Werk #19433: Fix spurious signing-key expiry mails from remote sites
| Component | Agent bakery | ||||||
| Title | Fix spurious signing-key expiry mails from remote sites | ||||||
| Date | Apr 29, 2026 | ||||||
| Level | Trivial Change | ||||||
| Class | Bug Fix | ||||||
| Compatibility | Compatible - no manual interaction needed | ||||||
| Checkmk versions & editions |
|
In a distributed monitoring setup, all configured users could receive warning emails (and corresponding GUI inbox messages) about an agent signature key being about to expire, even though the key had already been deleted on the central site. The mail subject was Checkmk: Agent Bakery signing keys expire soon.

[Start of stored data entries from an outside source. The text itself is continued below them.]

//! Audio - Captured microphone audio and its WAV encoding

use bytes::{BufMut, Bytes, BytesMut};

const WAV_HEADER_LEN: usize = 44;
const BITS_PER_SAMPLE: u16 = 16;

/// Interleaved samples in [-1.0, 1.0].
#[derive(Clone, Debug, Default, PartialEq)]
pub struct CapturedAudio {
    pub samples: Vec<f32>,
    pub sample_rate: u32,
    pub channels: u16,
}

impl CapturedAudio {
    pub fn duration_secs(&self) -> f32 {
        if self.sample_rate == 0 || self.channels == 0 {
            return 0.0;
        }
        self.samples.len() as f32 / (self.sample_rate as f32 * f32::from(self.channels))
    }
}

/// Encode as a 16-bit PCM RIFF/WAVE file.
pub fn encode_wav(audio: &CapturedAudio) -> Bytes {
    let data_len = (audio.samples.len() * 2) as u32;
    let block_align = audio.channels * BITS_PER_SAMPLE / 8;
    let byte_rate = audio.sample_rate * u32::from(block_align);

    let mut buf = BytesMut::with_capacity(WAV_HEADER_LEN + data_len as usize);
    buf.put_slice(b"RIFF");
    buf.put_u32_le(36 + data_len);
    buf.put_slice(b"WAVE");

    buf.put_slice(b"fmt ");
    buf.put_u32_le(16);
    buf.put_u16_le(1); // PCM
    buf.put_u16_le(audio.channels);
    buf.put_u32_le(audio.sample_rate);
    buf.put_u32_le(byte_rate);
    buf.put_u16_le(block_align);
    buf.put_u16_le(BITS_PER_SAMPLE);

    buf.put_slice(b"data");
    buf.put_u32_le(data_len);
    for sample in &audio.samples {
        let s = sample.clamp(-1.0, 1.0);
        let scaled = if s < 0.0 { s * 32768.0 } else { s * 32767.0 };
        buf.put_i16_le(scaled as i16);
    }

    buf.freeze()
}

#[cfg(test)]
mod tests {
    use super::*;

    #[test]
    fn header_describes_pcm_stream() {
        let audio = CapturedAudio {
            samples: vec![0.0, 0.5, -0.5, 1.0],
            sample_rate: 48_000,
            channels: 2,
        };
        let wav = encode_wav(&audio);

        assert_eq!(wav.len(), 44 + 8);
        assert_eq!(&wav[0..4], b"RIFF");
        assert_eq!(&wav[8..12], b"WAVE");
        assert_eq!(u32::from_le_bytes(wav[4..8].try_into().unwrap()), 36 + 8);
        assert_eq!(u16::from_le_bytes(wav[22..24].try_into().unwrap()), 2);
        assert_eq!(u32::from_le_bytes(wav[24..28].try_into().unwrap()), 48_000);
        assert_eq!(u32::from_le_bytes(wav[28..32].try_into().unwrap()), 192_000);
        assert_eq!(&wav[36..40], b"data");
        assert_eq!(u32::from_le_bytes(wav[40..44].try_into().unwrap()), 8);
    }

    #[test]
    fn samples_are_clamped_and_scaled() {
        let audio = CapturedAudio {
            samples: vec![2.0, -3.0, 0.0],
            sample_rate: 8_000,
            channels: 1,
        };
        let wav = encode_wav(&audio);
        let pcm: Vec<i16> = wav[44..]
            .chunks_exact(2)
            .map(|pair| i16::from_le_bytes([pair[0], pair[1]]))
            .collect();
        assert_eq!(pcm, vec![i16::MAX, i16::MIN, 0]);
    }

    #[test]
    fn duration_uses_all_channels() {
        let audio = CapturedAudio {
            samples: vec![0.0; 16_000],
            sample_rate: 8_000,
            channels: 2,
        };
        assert!((audio.duration_secs() - 1.0).abs() < f32::EPSILON);
        assert_eq!(CapturedAudio::default().duration_secs(), 0.0);
    }
}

The problem appeared specifically when the distributed setup contained remote sites that have no hosts assigned to them. Such sites do not generate pending changes during normal operation and are therefore not included in regular Activate Changes runs, which means files synchronised through that mechanism -- including the list of agent signature keys -- can stay out of date on them indefinitely.
This has been fixed.
Technical background
The daily cronjob that watches agent signature keys for upcoming
expiry was running on every site, including remote sites. On a remote
site with a stale copy of agent_signature_keys.mk the cronjob still
found the deleted key, computed a days until expiry value from its
certificate and, once that crossed the WARN or CRIT threshold, sent a
GUI message and an email to every user.
Agent signature keys are managed exclusively on the central site, so the cronjob now exits early on remote sites. Warnings are produced only on the central site, where the key store is authoritative. No configuration change is required.